2023年の年末は、何かと怒濤のようだった。
年明け5日6日に、プロデューサーを務める八時の芝小屋の公演があって、その枠組みが整い、一安心した後、緊急事態が襲ってきた。
そもそもこの公演は、毎年1月に高校演劇を取り上げる企画で、8年くらい継続してきたのだが、11月の締め切りに手を上げてくれた高校演劇部がひとつも無く「さてどうしたものか!?」と焦りながら企画を進めてきたのだ。
事前に問い合わせが3校ほどからあり、油断していたのもいけなかった。
本番まで2ヶ月といったところで、ゼロから立ち上げなければならない事態になり、一時は中止も頭をよぎった。とはいえ、盛岡劇場タウンホールは随分前から押さえてあるし、中止にするのも忍びない。
そんなわけで八方手を尽くした結果「ひとりのふたり」というタイトルで、とうほく学生演劇祭大賞を受賞した一人芝居「ノアの泥船」と、滝沢出身で、岩手大学劇団かっぱに所属し、落研まで立ち上げて、現在はサンミュージック所属のピン芸人となった村民代表南川くんの「栄えたい自治体 体験版」の2本立ての企画となった。
大急ぎでチラシを作り、配布を始めたのは本番1ヶ月を切ってからのこと。なんとか集客の目処もつきそうな企画となったので、ホッとしていた矢先の22日、不穏なメールが届いた。
「ノアの泥船」の渡邊愛美さんが、2週間ほど喉の痛みと声がれが続いて、24日の時点で回復が見込めなければ、降板したいというのだ! おっと、この期に及んでそんなことが!? ちょっと待ってくれよぉー! という気持ちで、善後策を講じる。
もしそんな事態になったら、南川くんに1人で1時間やってもらうしかない! とまあ、そんな連絡をしたら、事務所とも相談して、ということで、マネージャーにメールしたりして、とにかくなんとかなるように祈りながらその日は過ごす。
23日には、モリシミの稽古もある。「ノアの泥船」の稽古もある予定だった。
そんな稽古に出かける前、カミさんが予約していたクリスマスケーキを取って帰ってくるなり「仙台に行かなきゃいけなくなった! おばあちゃんが倒れたって!」と、これまた緊急事態。
「ケーキは?」
「食べちゃって」
そりゃそうだ。
とるものもとりあえず、カミさんは仙台へ向かった。ざわざわする気持ちを静めつつ、オレの出来ることといったら、とりあえずモリシミの稽古に顔を出し、「ノアの泥船」の稽古がどうなってるか様子を見に行くくらいしか出来ない。
そんなわけで「ノアの泥船」の稽古場を恐る恐るのぞいてみると・・・演出の大和田さんが爆睡している。

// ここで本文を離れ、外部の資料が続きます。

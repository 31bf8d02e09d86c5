//! End-to-end behavior of the HNSW index through its public API.

use skein_hnsw::{EdgeMode, FixedLevelSampler, HnswConfig, HnswIndex, SharedHnswIndex};
use skein_vector::euclidean_distance;
use std::collections::HashSet;

fn spiral(n: usize) -> Vec<Vec<f32>> {
    (0..n)
        .map(|i| {
            let t = i as f32 * 0.37;
            vec![t.cos() * (1.0 + t), t.sin() * (1.0 + t)]
        })
        .collect()
}

fn build(config: HnswConfig, points: &[Vec<f32>]) -> HnswIndex {
    let mut index = HnswIndex::new(points[0].len(), config).unwrap();
    for p in points {
        index.insert(p).unwrap();
    }
    index
}

#[test]
fn test_euclidean_three_four_five() {
    assert_eq!(euclidean_distance(&[0.0, 0.0], &[3.0, 4.0]), 5.0);
}

#[test]
fn test_three_points_single_layer() {
    let mut index = HnswIndex::new(2, HnswConfig::default().with_m(2))
        .unwrap()
        .with_level_sampler(FixedLevelSampler::ground());

    for p in [[1.0, 2.0], [2.0, 3.0], [3.0, 1.0]] {
        index.insert(&p).unwrap();
    }

    for id in 0..3 {
        assert!(index.neighbors(id, 0).unwrap().len() <= 2);
    }

    let results = index.k_nearest(&[2.0, 2.0], None, 2).unwrap();
    let ids: Vec<_> = results.iter().map(|r| r.id).collect();
    assert_eq!(ids, vec![0, 1]);
    assert_eq!(results[0].distance, 1.0);
    assert_eq!(results[1].distance, 1.0);
}

#[test]
fn test_single_point_is_entry() {
    for level in 0..3 {
        let mut index = HnswIndex::new(3, HnswConfig::default())
            .unwrap()
            .with_level_sampler(FixedLevelSampler::new(vec![level]));
        let id = index.insert(&[1.0, 2.0, 3.0]).unwrap();

        assert_eq!(index.entry_point(), Some(id));
        assert_eq!(index.max_level(), level);
        assert_eq!(index.level_of(id).unwrap(), level);
    }

    // Same holds with a randomly sampled level
    let mut index = HnswIndex::new(1, HnswConfig::default().with_seed(3)).unwrap();
    let id = index.insert(&[0.5]).unwrap();
    assert_eq!(index.entry_point(), Some(id));
    assert_eq!(index.max_level(), index.level_of(id).unwrap());
}

#[test]
fn test_k_larger_than_index() {
    let mut index = HnswIndex::new(2, HnswConfig::default())
        .unwrap()
        .with_level_sampler(FixedLevelSampler::ground());
    for p in [[1.0, 2.0], [2.0, 3.0], [3.0, 1.0]] {
        index.insert(&p).unwrap();
    }
    assert_eq!(index.k_nearest(&[0.0, 0.0], None, 10).unwrap().len(), 3);

    assert_eq!(index.k_nearest(&[2.0, 2.0], None, usize::MAX).unwrap().len(), 3);
    assert_eq!(index.k_nearest(&[2.0, 2.0], None, 1 << 60).unwrap().len(), 3);

    let config = HnswConfig::new()
        .with_m(8)
        .with_max_layers(1)
        .with_ef_construction(8);
    let index = build(config, &spiral(6));
    assert_eq!(index.k_nearest(&[0.0, 0.0], None, 20).unwrap().len(), 6);
}

#[test]
fn test_repeated_queries_are_identical() {
    let index = build(HnswConfig::default().with_seed(21), &spiral(80));

    let first = index.k_nearest(&[1.5, -2.0], None, 5).unwrap();
    for _ in 0..10 {
        assert_eq!(index.k_nearest(&[1.5, -2.0], None, 5).unwrap(), first);
    }
}

#[test]
fn test_same_seed_builds_same_graph() {
    let points = spiral(60);
    let a = build(HnswConfig::default().with_seed(99), &points);
    let b = build(HnswConfig::default().with_seed(99), &points);

    assert_eq!(a.dump().to_string(), b.dump().to_string());
    assert_eq!(a.stats(), b.stats());
    assert_eq!(
        a.k_nearest(&[0.0, 0.0], None, 4).unwrap(),
        b.k_nearest(&[0.0, 0.0], None, 4).unwrap()
    );
}

#[test]
fn test_degree_bound_on_every_layer() {
    for m in [1, 2, 5] {
        let config = HnswConfig::default()
            .with_m(m)
            .with_ef_construction(m + 2)
            .with_seed(m as u64);
        let index = build(config, &spiral(120));

        for layer in 0..index.config().max_layers {
            for id in 0..index.len() as u32 {
                let degree = index.neighbors(id, layer).unwrap().len();
                assert!(degree <= m, "node {id} has {degree} neighbors on layer {layer}");
            }
        }
    }
}

#[test]
fn test_layer_membership_is_contiguous() {
    let index = build(HnswConfig::default().with_seed(8), &spiral(150));
    let stats = index.stats();
    let levels: Vec<_> = (0..index.len() as u32)
        .map(|id| index.level_of(id).unwrap())
        .collect();

    for layer_stats in &stats.layers {
        let expected = levels.iter().filter(|&&l| l >= layer_stats.layer).count();
        assert_eq!(layer_stats.nodes, expected, "layer {}", layer_stats.layer);
    }
    assert_eq!(stats.layers[0].nodes, index.len());
}

#[test]
fn test_edge_sources_belong_to_their_layer() {
    let index = build(HnswConfig::default().with_seed(4), &spiral(100));
    for layer in 0..=index.max_level() {
        for (from, to) in index.snapshot_edges(layer) {
            assert!(index.level_of(from).unwrap() >= layer);
            assert_ne!(from, to);
        }
    }
}

#[test]
fn test_symmetric_mode_edges_have_both_ends_present() {
    for seed in 0..5 {
        let config = HnswConfig::default()
            .with_m(3)
            .with_ef_construction(4)
            .with_edge_mode(EdgeMode::Symmetric)
            .with_seed(seed);
        let index = build(config, &spiral(100));

        for layer in 1..=index.max_level() {
            for (from, to) in index.snapshot_edges(layer) {
                assert!(index.level_of(from).unwrap() >= layer);
                assert!(index.level_of(to).unwrap() >= layer);
            }
        }
    }
}

#[test]
fn test_results_exclude_self_and_have_no_duplicates() {
    let index = build(HnswConfig::default().with_m(4).with_seed(17), &spiral(60));

    for id in 0..index.len() as u32 {
        let results = index.k_nearest_to(id, 6).unwrap();
        let ids: HashSet<_> = results.iter().map(|r| r.id).collect();

        assert!(!ids.contains(&id));
        assert_eq!(ids.len(), results.len());
        assert!(results.windows(2).all(|w| w[0].distance <= w[1].distance));
    }
}

#[test]
fn test_shared_index_matches_owned() {
    let points = spiral(40);
    let owned = build(HnswConfig::default().with_seed(12), &points);

    let shared: SharedHnswIndex = HnswIndex::new(2, HnswConfig::default().with_seed(12))
        .unwrap()
        .into();
    for p in &points {
        shared.insert(p).unwrap();
    }

    assert_eq!(shared.stats(), owned.stats());
    assert_eq!(shared.snapshot_edges(0), owned.snapshot_edges(0));
    assert_eq!(
        shared.k_nearest(&[3.0, 3.0], None, 3).unwrap(),
        owned.k_nearest(&[3.0, 3.0], None, 3).unwrap()
    );
}
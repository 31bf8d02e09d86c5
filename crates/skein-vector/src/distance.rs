//! Distance metrics for vector similarity.
//!
//! An index is parameterized by exactly one [`Metric`]. The graph search
//! algorithms assume metric properties (symmetry, non-negativity, zero only
//! for identical vectors), though they degrade gracefully to approximate
//! results for distances that bend those rules.
//!
//! Callers are expected to check dimensions before calling into a metric;
//! [`PointStore`](crate::PointStore) does so and reports
//! [`DimensionMismatch`](crate::VectorError::DimensionMismatch).

/// A distance function over equal-length vectors.
///
/// Lower values mean more similar.
pub trait Metric: Send + Sync {
    /// Compute the distance between `a` and `b`.
    ///
    /// Both slices have the same length.
    fn distance(&self, a: &[f32], b: &[f32]) -> f32;

    /// Short name used in logs and stats.
    fn name(&self) -> &'static str;
}

/// Euclidean (L2) distance: sqrt(sum((a[i] - b[i])^2)).
#[derive(Debug, Clone, Copy, Default, PartialEq, Eq, Hash)]
pub struct Euclidean;

impl Metric for Euclidean {
    #[inline]
    fn distance(&self, a: &[f32], b: &[f32]) -> f32 {
        euclidean_distance(a, b)
    }

    fn name(&self) -> &'static str {
        "euclidean"
    }
}

/// Compute Euclidean (L2) distance between two vectors.
///
/// # Example
///
/// ```
/// use skein_vector::euclidean_distance;
///
/// assert_eq!(euclidean_distance(&[0.0, 0.0], &[3.0, 4.0]), 5.0);
/// ```
#[inline]
pub fn euclidean_distance(a: &[f32], b: &[f32]) -> f32 {
    debug_assert_eq!(a.len(), b.len(), "Vector dimensions must match");

    euclidean_distance_squared(a, b).sqrt()
}

/// Compute squared Euclidean distance (no sqrt).
///
/// Preserves the ordering of [`euclidean_distance`], so it is enough when
/// only relative comparisons matter.
#[inline]
pub fn euclidean_distance_squared(a: &[f32], b: &[f32]) -> f32 {
    debug_assert_eq!(a.len(), b.len(), "Vector dimensions must match");

    // Process in chunks of 4 for better auto-vectorization
    let mut sum = 0.0f32;
    let chunks = a.len() / 4;

    for i in 0..chunks {
        let base = i * 4;
        let d0 = a[base] - b[base];
        let d1 = a[base + 1] - b[base + 1];
        let d2 = a[base + 2] - b[base + 2];
        let d3 = a[base + 3] - b[base + 3];
        sum += d0 * d0 + d1 * d1 + d2 * d2 + d3 * d3;
    }

    for i in (chunks * 4)..a.len() {
        let d = a[i] - b[i];
        sum += d * d;
    }

    sum
}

・・・そおーっと稽古場を出て、モリシミの稽古をしばらくのぞき、もう一度「ノアの泥船」の稽古場をのぞくと・・・いた! 愛美さんいた! ・・・オレはその場で崩れ落ちた。安心したのだ。
「だ、大丈夫?」
「はい、大丈夫だと思います」
南川くんには予定通りで大丈夫になったと連絡し、翌日はクリスマスイブである。
訃報が届いたのはお昼頃だった。今年2月に母が亡くなり、12月には義母が亡くなった。演劇と私生活が怒濤のようにオレを翻弄した2023年だった。
通夜の26日は仙台の葬祭会館で過ごし、27日の葬儀の後、オレと子どもたちは盛岡に戻って来た。
2024年は平穏であって欲しい。